Howdy, Abbot Kinney Triangle Neighbors—

We’re pleased to report good news from Pete Abskharon, Police Officer II, LAPD Community Relations Office:

  • “Wanted to give you an update for the folks in the area. There has been a significant decrease in burglaries and vehicle break ins in & around the AKT. The only hot prowl in the area was at the 1100 block of Cabrillo and that involved an unlocked door. I think the word has gotten out that the hot prowls are directly related to unlocked windows/doors.”
  • “Recently there has been a trend of construction site related burglaries (not in the AKT area but Pacific Division in general). If anyone is planning a large construction project please secure all equipment and have a temporary surveillance camera installed as a deterrent. As a reminder, please keep all property away from open windows/doors and remove anything of value from inside vehicles. Take care!”

So keep up the good work, y’all! Let’s not slack off with positive news.

We are a little behind in following up with block captain candidates about next steps, but we will be in touch shortly. The organizing committee is meeting next week and it’s one of our topics. We’ll also be targeting the next date and agenda for our next neighborhood meeting, likely every three to four months.

Our mailing list is now up to 197 recipients—how awesome is that?

We do have significant gaps in both sign-ups and block captain candidates on Cabrillo, Market, Windward, and Riviera, however, so please do spread the word to neighbors there.

Finally, we’ve just posted a Microsoft Word and PDF version of the Five Points of Contact document with all the Pacific Division LAPD contact information so that it’s easy to click on email addresses, etc.

All best,

Abbot Kinney Triangle Neighbors Association Organizing Committee

____________________________________________
Emergency contact information:

  • 911 for in-progress crimes and life-threatening emergencies
  • Police dispatch: (818) 734-2223
  • LAPD Pacific Division: (310) 482-6334
  • Senior Lead Officer Peggy Thusing: Mobile (310) 622-3968,25120@lapd.lacity.org
  • Abandoned Vehicles: 800-ABANDON (222-6366)
  • Graffiti Problems: 311
  • Councilman Mike Bonin’s office (council district 11): (310) 568-8772,mike.bonin@lacity.org
  • Cecilia Castillo, Mike Bonin’s CD11 Venice Deputy: cecilia.castillo@lacity.org

 

AKT Volunteers Need Your Help!
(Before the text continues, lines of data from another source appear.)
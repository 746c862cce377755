// SPDX-License-Identifier: AGPL-3.0-or-later
//
// Copyright (C) 2026 Relational Network

//! Gate construction and router wiring.
//!
//! ```rust,ignore
//! let resources = ResourceMap::new().route(
//!     "/ping",
//!     "GET",
//!     Resolver::from_query("organization", "org_id", "get"),
//! )?;
//!
//! let gate = Gate::new(GateConfig {
//!     resources,
//!     ..GateConfig::new("http://localhost:7400")
//! })?;
//!
//! let app = gate.protect(Router::new().route("/ping", get(ping)));
//! ```

use std::fmt;
use std::str::FromStr;
use std::sync::Arc;

use axum::{middleware::from_fn_with_state, Router};
use serde::Deserialize;

use crate::auth::jwks::{JwksCache, KeySetCache};
use crate::auth::middleware::authenticate;
use crate::auth::resolver::Authenticator;
use crate::auth::session::SessionExchanger;
use crate::auth::verifier::TokenVerifier;
use crate::auth::AuthError;
use crate::authz::check::PermissionChecker;
use crate::authz::middleware::authorize;
use crate::authz::resource::ResourceMap;
use crate::client::{default_http_client, ServiceEndpoint, DEFAULT_API_PREFIX};
use crate::error::ConfigError;

/// What happens to authenticated requests on routes with no resource mapping.
#[derive(Debug, Clone, Copy, Default, PartialEq, Eq, Deserialize)]
#[serde(rename_all = "lowercase")]
pub enum DefaultPolicy {
    /// Reject with 401.
    #[default]
    Deny,
    /// Forward untouched.
    Allow,
}

impl FromStr for DefaultPolicy {
    type Err = String;

    fn from_str(s: &str) -> Result<Self, Self::Err> {
        match s.trim().to_ascii_lowercase().as_str() {
            "deny" => Ok(Self::Deny),
            "allow" => Ok(Self::Allow),
            other => Err(format!("unknown default policy {other:?}, expected deny or allow")),
        }
    }
}

impl fmt::Display for DefaultPolicy {
    fn fmt(&self, f: &mut fmt::Formatter<'_>) -> fmt::Result {
        f.write_str(match self {
            Self::Deny => "deny",
            Self::Allow => "allow",
        })
    }
}

/// Gate configuration.
pub struct GateConfig {
    /// Authorization service base URL, e.g. `http://localhost:7400`
    pub endpoint: String,
    /// Outbound client; defaults to one with bounded request and connect timeouts
    pub http_client: Option<reqwest::Client>,
    pub resources: ResourceMap,
    pub policy: DefaultPolicy,
    /// Platform key set cache; defaults to a [`JwksCache`] on the service's key set URL
    pub key_set_cache: Option<Arc<dyn KeySetCache>>,
    /// Versioned API prefix of the REST surface
    pub api_prefix: String,
}

impl GateConfig {
    pub fn new(endpoint: impl Into<String>) -> Self {
        Self {
            endpoint: endpoint.into(),
            ..Self::default()
        }
    }
}

impl Default for GateConfig {
    fn default() -> Self {
        Self {
            endpoint: String::new(),
            http_client: None,
            resources: ResourceMap::default(),
            policy: DefaultPolicy::default(),
            key_set_cache: None,
            api_prefix: DEFAULT_API_PREFIX.to_string(),
        }
    }
}

/// A configured authentication and authorization gate.
///
/// Cheap to clone; clones share the key set cache.
#[derive(Clone)]
pub struct Gate {
    inner: Arc<GateInner>,
}

struct GateInner {
    authenticator: Authenticator,
    checker: PermissionChecker,
    resources: ResourceMap,
    policy: DefaultPolicy,
    key_set: Arc<dyn KeySetCache>,
}

impl Gate {
    /// Validate `config` and build the gate.
    pub fn new(config: GateConfig) -> Result<Self, ConfigError> {
        let GateConfig {
            endpoint,
            http_client,
            resources,
            policy,
            key_set_cache,
            api_prefix,
        } = config;

        let endpoint = ServiceEndpoint::parse(&endpoint, &api_prefix)?;
        let client = match http_client {
            Some(client) => client,
            None => default_http_client()?,
        };
        let key_set: Arc<dyn KeySetCache> = match key_set_cache {
            Some(cache) => cache,
            None => {
                let cache = JwksCache::new(client.clone());
                cache.register(endpoint.jwks_url().as_str())?;
                Arc::new(cache)
            }
        };

        let verifier = TokenVerifier::new(endpoint.clone(), client.clone(), key_set.clone());
        let sessions = SessionExchanger::new(endpoint.clone(), client.clone(), verifier.clone());

        tracing::info!(
            endpoint = %endpoint.base(),
            routes = resources.len(),
            policy = %policy,
            "Authorization gate configured"
        );

        Ok(Self {
            inner: Arc::new(GateInner {
                authenticator: Authenticator::new(verifier, sessions),
                checker: PermissionChecker::new(endpoint, client),
                resources,
                policy,
                key_set,
            }),
        })
    }

    /// Wrap every route of `router` in authentication, then authorization.
    pub fn protect<S>(&self, router: Router<S>) -> Router<S>
    where
        S: Clone + Send + Sync + 'static,
    {
        router
            .layer(from_fn_with_state(self.clone(), authorize))
            .layer(from_fn_with_state(self.clone(), authenticate))
    }

    /// Whether the platform key set can currently be obtained.
    pub async fn key_set_status(&self) -> Result<(), AuthError> {
        self.inner.key_set.get().await.map(|_| ())
    }

    pub fn authenticator(&self) -> &Authenticator {
        &self.inner.authenticator
    }

    pub fn checker(&self) -> &PermissionChecker {
        &self.inner.checker
    }

    pub fn resources(&self) -> &ResourceMap {
        &self.inner.resources
    }

    pub fn policy(&self) -> DefaultPolicy {
        self.inner.policy
    }
}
Please Volunteer!

We who have founded the AKT Neighbor Association need your help. We’re just humble volunteers ourselves, contributing our time and money to get this important movement off the ground. 

Here’s how you can help:

  • Volunteer to be on the organizing committeeThere are five or six of us who have taken the initiative to start this group, discuss our initial goals, distribute fliers, and organize our website, email blasts and this first meeting. While we are all dedicated to the improvement of our neighborhood and will continue to work hard to keep our group going strong, we need help! With over 180 residents signed up and membership continuing to rise, we really need more people to join our organizing committee. This will be a smaller group that meets approximately once a month and shares the administrative and organizational duties that it will take to keep our momentum going strong and continue the AKT’s efforts.
  • Volunteer to be a block captain.
  • Contribute money and time. We don’t yet have a money contribution method but will organize that soon. The organizing committee has contributed the money for us to run the website, print out fliers, and buy refreshments and rent chairs for the meeting. We can’t do that forever Also, it takes a lot of work. We are all volunteers—please help us whenever you can!

Other ways to help:

To help in any way, or for questions, please email us.

Recap of Inaugural AKT Neighborhood Meeting: January 21, 2015

This is the newsletter we sent out on January 24, 2015.

Greetings AKT Neighbors!

Thanks to all who came out to Wednesday night’s meeting—we had 60 to 70 neighbors in attendance, which is GREAT for our first group meeting! Please find a brief recap below.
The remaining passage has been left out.